The National Youth Poet Laureate is loosely connected to the United States Poet Laureate in that both are sponsored by the Library of Congress. However, the US Poet Laureate is chosen by the Librarian of Congress, rather than through a competition, serving a single one-year term. The US Poet Laureate is an adult poet who writes for a more general audience, and advocates for the reading and awareness of poetry.

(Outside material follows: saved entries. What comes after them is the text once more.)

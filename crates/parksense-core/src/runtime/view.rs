// crates/parksense-core/src/runtime/view.rs
// ============================================================================
// Module: ParkSense Dashboard View
// Description: Serializable projection of dashboard state for presenters.
// Purpose: Keep presentation decisions out of host UI code.
// Dependencies: crate::{core, runtime::release}, serde
// ============================================================================

//! ## Overview
//! A [`DashboardView`] is a snapshot. Presenters render it and send user
//! actions back to [`crate::runtime::Dashboard`]; they never mutate state.

// ============================================================================
// SECTION: Imports
// ============================================================================

use serde::Serialize;

use crate::core::Allocation;
use crate::core::SlotGrid;
use crate::core::SlotId;
use crate::core::SlotStatus;
use crate::runtime::release::ReleaseError;
use crate::runtime::release::ReleaseState;

// ============================================================================
// SECTION: Release Feedback
// ============================================================================

/// User-facing notice for the last failed release.
///
/// # Invariants
/// - The notice refers to a slot that is still allocated.
#[derive(Debug, Clone, PartialEq, Eq, Serialize)]
pub struct ReleaseNotice {
    /// Slot whose release failed.
    pub slot: SlotId,
    /// Failure cause.
    pub error: ReleaseError,
    /// Message suitable for display.
    pub message: String,
}

impl ReleaseNotice {
    /// Builds the notice for a failed release of `slot`.
    #[must_use]
    pub fn new(slot: SlotId, error: ReleaseError) -> Self {
        let message = match &error {
            ReleaseError::Rejected => {
                format!("Slot {slot} could not be released. Please try again.")
            }
            ReleaseError::TimedOut {
                ..
            } => format!("Releasing slot {slot} took too long. Please try again."),
            ReleaseError::Transport(_) | ReleaseError::Malformed(_) => {
                format!("Could not reach the parking service to release slot {slot}.")
            }
        };
        Self {
            slot,
            error,
            message,
        }
    }
}

// ============================================================================
// SECTION: View Types
// ============================================================================

/// Signed-in user's details.
#[derive(Debug, Clone, PartialEq, Eq, Serialize)]
pub struct UserInfo {
    /// Car registration.
    pub car_number: String,
    /// Phone number.
    pub phone_number: String,
    /// Allocated slot, if any.
    pub allocated_slot: Option<SlotId>,
}

/// One slot on the lot map.
#[derive(Debug, Clone, PartialEq, Eq, Serialize)]
pub struct SlotView {
    /// Slot identifier.
    pub id: SlotId,
    /// Slot status.
    pub status: SlotStatus,
    /// True for the signed-in user's slot.
    pub is_user_slot: bool,
    /// Car registration, shown on the user's slot only.
    pub car_number: Option<String>,
}

/// Contents of the open confirmation gate.
#[derive(Debug, Clone, PartialEq, Eq, Serialize)]
pub struct ConfirmPrompt {
    /// Slot being released.
    pub slot: SlotId,
    /// Car registration.
    pub car_number: String,
    /// Phone number.
    pub phone_number: String,
    /// True while the release request is outstanding.
    pub in_flight: bool,
}

/// Snapshot of the dashboard.
#[derive(Debug, Clone, PartialEq, Eq, Serialize)]
pub struct DashboardView {
    /// User details.
    pub user: UserInfo,
    /// Lot map in display order.
    pub slots: Vec<SlotView>,
    /// Release workflow state.
    pub release: ReleaseState,
    /// Confirmation gate contents while it is open.
    pub prompt: Option<ConfirmPrompt>,
    /// Last release failure, until the next attempt.
    pub notice: Option<ReleaseNotice>,
}

impl DashboardView {
    /// Projects dashboard state into a view.
    #[must_use]
    pub fn project(
        grid: &SlotGrid,
        allocation: &Allocation,
        release: &ReleaseState,
        notice: Option<&ReleaseNotice>,
    ) -> Self {
        let user_slot = allocation.slot_id();
        let slots = grid
            .slots()
            .iter()
            .map(|slot| {
                let is_user_slot = user_slot == Some(&slot.id);
                let car_number = (is_user_slot && !allocation.car_number().is_empty())
                    .then(|| allocation.car_number().to_string());
                SlotView {
                    id: slot.id.clone(),
                    status: slot.status,
                    is_user_slot,
                    car_number,
                }
            })
            .collect();
        let prompt = release.pending_slot().map(|slot| ConfirmPrompt {
            slot: slot.clone(),
            car_number: allocation.car_number().to_string(),
            phone_number: allocation.phone_number().to_string(),
            in_flight: matches!(release, ReleaseState::InFlight { .. }),
        });
        Self {
            user: UserInfo {
                car_number: allocation.car_number().to_string(),
                phone_number: allocation.phone_number().to_string(),
                allocated_slot: user_slot.cloned(),
            },
            slots,
            release: release.clone(),
            prompt,
            notice: notice.cloned(),
        }
    }
}

// ============================================================================
// SECTION: Tests
// ============================================================================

The National Youth Poet Laureate award is distinct from, and not associated with, the Young People's Poet Laureate, a title given by the Poetry Foundation to an adult who writes poetry for children. The Young People's Poet Laureate serves for two years, and recommends poetry for young people to teachers, librarians, and other educators each month.

== Ceremony ==
In awarding the National Youth Poet Laureate title, five finalists are selected from a pool of more than thirty-five applicants who serve as their respective city or regional Poet Laureate. In the spirit of National Poetry Month, the five finalists perform their poetry in a ceremonial reception at the Library of Congress in April. The finalists perform before a panel of judges. In 2018 and 2019, the panel included Juan Felipe Herrera, a former U.S. Poet Laureate from 2015 to 2017. Elizabeth Acevedo, the National Book Award Winner for 2018, was also among the panel of judges in 2019.

The ceremony to announce the winner usually involves a few of the finalists reading poetry and appearances and speeches from notable poets. In 2017, finalists read with the 2018–2019 National Ambassador for Young People's Literature, Jacqueline Woodson. In 2018, finalists were introduced by American Book Prize winner Kimiko Hahn and four-time National Poetry Slam champion Patricia Smith. In 2019, the event was hosted by poet Mahogany L. Browne.

The Library of Congress records and archives the celebration and recognition ceremony of the awarded individual.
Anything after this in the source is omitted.